Mugambi Nthiga displays trophies won during last year's Kenya Theatre Awards. [Courtesy, Mugambi Nthiga]

Every Brilliant Thing, the play that scooped Best Storytelling Production and Best Male Solo Performance at last year’s Kenya Theatre Awards, is back by public demand. 

Led by Kenya’s own decorated thespian and filmmaker Mugambi Nthiga (Nairobi Half Life, Lusala), the monologue received rave reviews for cleverly delving into the issues of depression and mental health. 

What do you love most about ‘Every Brilliant  Thing’?

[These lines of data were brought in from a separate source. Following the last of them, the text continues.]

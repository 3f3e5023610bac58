//! Process-wide named-encoding registry.
//!
//! Spec §3 tags every `String` node with a named encoding; §5 lists the
//! encoding registry among the core's process-wide singletons,
//! constructed lazily on first use. This is a deliberately small registry
//! (utf-8, ascii, latin1) rather than a full multi-byte conversion
//! library — conversion libraries are an external collaborator per
//! spec.md's Non-goals.

use crate::error::ValueError;
use once_cell::sync::Lazy;
use std::collections::HashSet;
use std::sync::RwLock;

#[derive(Debug, Clone, Copy, PartialEq, Eq, Hash)]
pub enum Encoding {
    Utf8,
    Ascii,
    Latin1,
}

impl Encoding {
    pub fn tag(self) -> &'static str {
        match self {
            Encoding::Utf8 => "utf-8",
            Encoding::Ascii => "ascii",
            Encoding::Latin1 => "iso-8859-1",
        }
    }

    pub fn from_tag(tag: &str) -> Option<Self> {
        match tag.to_ascii_lowercase().as_str() {
            "utf-8" | "utf8" => Some(Encoding::Utf8),
            "ascii" | "us-ascii" => Some(Encoding::Ascii),
            "iso-8859-1" | "latin1" | "latin-1" => Some(Encoding::Latin1),
            _ => None,
        }
    }

    /// Re-encodes `bytes` (assumed valid in `self`) into `target`, failing
    /// if a character is unrepresentable in the target encoding.
    pub fn convert(self, bytes: &[u8], target: Encoding) -> Result<Vec<u8>, ValueError> {
        if self == target {
            return Ok(bytes.to_vec());
        }
        let text = match self {
            Encoding::Utf8 => String::from_utf8_lossy(bytes).into_owned(),
            Encoding::Ascii | Encoding::Latin1 => bytes.iter().map(|&b| b as char).collect(),
        };
        match target {
            Encoding::Utf8 => Ok(text.into_bytes()),
            Encoding::Ascii => {
                if text.chars().all(|c| c.is_ascii()) {
                    Ok(text.bytes().collect())
                } else {
                    Err(ValueError::EncodingConversion {
                        from: self.tag().to_string(),
                        to: target.tag().to_string(),
                        reason: "non-ASCII character in input".to_string(),
                    })
                }
            }
            Encoding::Latin1 => {
                if text.chars().all(|c| (c as u32) <= 0xFF) {
                    Ok(text.chars().map(|c| c as u8).collect())
                } else {
                    Err(ValueError::EncodingConversion {
                        from: self.tag().to_string(),
                        to: target.tag().to_string(),
                        reason: "character outside Latin-1 range".to_string(),
                    })
                }
            }
        }
    }
}

/// Process-wide set of known encoding tags, seeded with the built-ins and
/// extensible by an embedder registering a custom tag name.
pub struct EncodingRegistry {
    known: RwLock<HashSet<String>>,
}

static REGISTRY: Lazy<EncodingRegistry> = Lazy::new(EncodingRegistry::new);

impl EncodingRegistry {
    fn new() -> Self {
        let mut known = HashSet::new();
        known.insert(Encoding::Utf8.tag().to_string());
        known.insert(Encoding::Ascii.tag().to_string());
        known.insert(Encoding::Latin1.tag().to_string());
        Self {
            known: RwLock::new(known),
        }
    }

    pub fn global() -> &'static EncodingRegistry {
        &REGISTRY
    }

    pub fn register(&self, tag: impl Into<String>) -> Result<(), ValueError> {
        let tag = tag.into();
        let mut known = self.known.write().expect("encoding registry poisoned");
        if known.contains(&tag) {
            return Err(ValueError::DuplicateEncoding { tag });
        }
        known.insert(tag);
        Ok(())
    }

    pub fn is_known(&self, tag: &str) -> bool {
        self.known.read().expect("encoding registry poisoned").contains(tag)
    }
}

When it landed on my table the first time, the director, Julisa Rowe, had just been asked to propose a performance piece to close the Cradle Arts Festival — an art and performance-infused event working to raise awareness on mental health. Julisa researched, found this play and reached out to me. I read the script and by the end, ilkuwa machozi tu ( I was in tears). The play brings out the topic of mental health in a clever, funny, and touching way. People come and see it, and see themselves in it. 

Coincidentally, it also hits very close to home for me. The protagonist and I were roughly the same age when he starts his list of brilliant things to uplift his suicidal mother. He is seven years old and began writing them in 1987. I was the same age in 1987, so a lot of the brilliant things he mentions, I can relate to.

I have also had my mental health struggles, and between 2010-2011, I lived with crippling depression. Back then, the discussion was not being had at all, sharing was seen as an admission of weakness. Going through that period inspired me to tell stories about mental health.

Nthiga was elated after receiving an Award. [Courtesy]

Your performance won you a Best Male Solo Performance last year at the Kenya Theatre Awards, how  was the whole experience?

A lot of people seemed to expect it, but I honestly didn’t. I didn’t even want to think about whether my name would be called out or not, because award shows can be very subjective. I was trembling when it was read out. It validated it for me. The fact that it received that recognition from a judging panel of peers was deeply satisfying, fulfilling, and affirming.

You dedicated this coming performance to the late celebrated actor Charles Ouda, what  prompted the gesture?

I got to work with Charles a lot in the past. He was a true professional, our first play together was Luanda Man of Stone in 2003 and my last project with him was the Manic Monologues, which saw him win the Best Male Solo Performance Award.

It was about his time in New York where he attended the Lee Strasberg Theatre and Film Institute. He kept being reminded how lucky he was, yet he was going through his struggles.